Exceptional mentors enrich nursing careers. Just ask Cheryl Woods Giscombe, PhD, RN, PMHNP-BC. Like every Robert Wood Johnson Foundation Nurse Faculty Scholar, Giscombe has three mentors to guide her research, teaching and leadership growth. The value of mentoring is immediate and long-lasting, said Giscombe, an assistant professor in the school of nursing at the University of North Carolina at Chapel Hill.

Mentors offer advice about her research project as well as career and personal guidance so she can develop “a sustainable career that can significantly impact the health of the public.”

Mentors also enable her to “be better prepared to present my research ideas, communicate with policymakers and other stakeholders, as well as consider how my work can influence policy,” said Giscombe, whose research includes stress-related health behaviors that contribute to health disparities in African-Americans.

The three-year RWJF Nurse Faculty Scholar program, which started in 2007 and will end in 2017, builds national leaders in academic nursing.
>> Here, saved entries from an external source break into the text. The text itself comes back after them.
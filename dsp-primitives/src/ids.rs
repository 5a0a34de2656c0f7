//! Correlation identifiers exchanged between negotiating parties.
//!
//! Each party issues its own half of the pid pair. Identifiers are opaque
//! strings on the wire; locally generated ones use the `urn:uuid:` form.

use std::fmt::{self, Display, Formatter};

use serde::{Deserialize, Serialize};
use uuid::Uuid;

use crate::{Error, Result};

macro_rules! opaque_id {
    ($(#[$meta:meta])* $name:ident, $kind:literal) => {
        $(#[$meta])*
        #[derive(Clone, Debug, Default, Eq, Hash, PartialEq, Ord, PartialOrd, Serialize, Deserialize)]
        #[serde(transparent)]
        pub struct $name(String);

        impl $name {
            /// Generates a fresh `urn:uuid:` identifier.
            #[must_use]
            pub fn generate() -> Self {
                Self(format!("urn:uuid:{}", Uuid::new_v4()))
            }

            /// Wraps an existing identifier, rejecting blank values.
            ///
            /// # Errors
            ///
            /// Returns [`Error::BlankIdentifier`] when the value is empty or
            /// whitespace only.
            pub fn new(value: impl Into<String>) -> Result<Self> {
                let value = value.into();
                if value.trim().is_empty() {
                    return Err(Error::BlankIdentifier { kind: $kind });
                }
                Ok(Self(value))
            }

            /// Returns the blank identifier.
            #[must_use]
            pub const fn blank() -> Self {
                Self(String::new())
            }

            /// Returns `true` when no value has been assigned yet.
            #[must_use]
            pub fn is_blank(&self) -> bool {
                self.0.trim().is_empty()
            }

            /// Returns the identifier as a string slice.
            #[must_use]
            pub fn as_str(&self) -> &str {
                &self.0
            }
        }

        impl Display for $name {
            fn fmt(&self, f: &mut Formatter<'_>) -> fmt::Result {
                f.write_str(&self.0)
            }
        }

        impl From<$name> for String {
            fn from(value: $name) -> Self {
                value.0
            }
        }

        impl From<&str> for $name {
            fn from(value: &str) -> Self {
                Self(value.to_owned())
            }
        }
    };
}

opaque_id!(
    /// Correlation identifier issued by the provider.
    ProviderPid,
    "providerPid"
);

opaque_id!(
    /// Correlation identifier issued by the consumer.
    ConsumerPid,
    "consumerPid"
);

opaque_id!(
    /// Identifier of a finalized usage agreement.
    AgreementId,
    "agreementId"
);

/// The `(providerPid, consumerPid)` pair identifying one negotiation.
#[derive(Clone, Debug, Eq, Hash, PartialEq, Serialize, Deserialize)]
#[serde(rename_all = "camelCase")]
pub struct PidPair {
    provider_pid: ProviderPid,
    consumer_pid: ConsumerPid,
}

impl PidPair {
    /// Creates a pair from both halves.
    #[must_use]
    pub fn new(provider_pid: ProviderPid, consumer_pid: ConsumerPid) -> Self {
        Self {
            provider_pid,
            consumer_pid,
        }
    }

    /// Returns the provider half.
    #[must_use]
    pub fn provider_pid(&self) -> &ProviderPid {
        &self.provider_pid
    }

    /// Returns the consumer half.
    #[must_use]
    pub fn consumer_pid(&self) -> &ConsumerPid {
        &self.consumer_pid
    }

    /// Returns `true` once both halves have been assigned.
    #[must_use]
    pub fn is_established(&self) -> bool {
        !self.provider_pid.is_blank() && !self.consumer_pid.is_blank()
    }
}

impl Display for PidPair {
    fn fmt(&self, f: &mut Formatter<'_>) -> fmt::Result {
        write!(f, "({}, {})", self.provider_pid, self.consumer_pid)
    }
}

#[cfg(test)]
mod tests {
    use super::*;

    #[test]
    fn generated_ids_are_urn_uuids() {
        let pid = ProviderPid::generate();
        assert!(pid.as_str().starts_with("urn:uuid:"));
        assert!(!pid.is_blank());
        assert_ne!(pid, ProviderPid::generate());
    }

    #[test]
    fn new_rejects_blank_values() {
        let err = ConsumerPid::new("   ").expect_err("blank should fail");
        assert_eq!(
            err,
            Error::BlankIdentifier {
                kind: "consumerPid"
            }
        );
        assert!(ConsumerPid::blank().is_blank());
    }

    #[test]
    fn pair_is_established_only_with_both_halves() {
        let pair = PidPair::new(ProviderPid::blank(), ConsumerPid::from("urn:uuid:c1"));
        assert!(!pair.is_established());

        let pair = PidPair::new(ProviderPid::from("urn:uuid:p1"), ConsumerPid::from("urn:uuid:c1"));
        assert!(pair.is_established());
        assert_eq!(pair.to_string(), "(urn:uuid:p1, urn:uuid:c1)");
    }

    #[test]
    fn serializes_transparently() {
        let pid = AgreementId::from("urn:uuid:a1");
        let json = serde_json::to_string(&pid).unwrap();
        assert_eq!(json, "\"urn:uuid:a1\"");
    }
}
Each selected junior faculty member gets three mentors, said Maryjoan Ladden, PhD, RN, FAAN, senior program officer at the Robert Wood Johnson Foundation.

“A nurse mentor from the school helps them negotiate things at the school and understand the school culture,” Ladden said. “An interdisciplinary research mentor helps them think broadly about the impact of their research. And they have a national nursing mentor to help them think about how their work fits into healthcare science and their career at large.”

Nancy Fugate Woods, PhD, RN, FAAN, who serves as a national mentor and helped to design the program’s mentoring component, said a successful relationship is highly individualized.

As a mentor, the biobehavioral nursing professor and dean emeritus of the University of Washington School of Nursing said she feels “successful when watching somebody develop on their own path, their own trajectory, and not something I designed for them. But something I helped support [him or her] in envisioning.”

Mentees cite accomplishments

Jennifer Doering, PhD, RN, an associate professor in the College of Nursing at the University of Wisconsin-Milwaukee, traces her success to her program mentors. Doering completed the program in 2011, but still talks to her mentors weekly.

“What has changed is the capacity in which I speak with them,” Doering said. “They were in a position I wanted to get to and I needed their expertise and experience in order to [develop] my success. Now we are more [like] colleagues and … it’s more of a dialogue now that I am tenured and have moved up to the associate professor level.”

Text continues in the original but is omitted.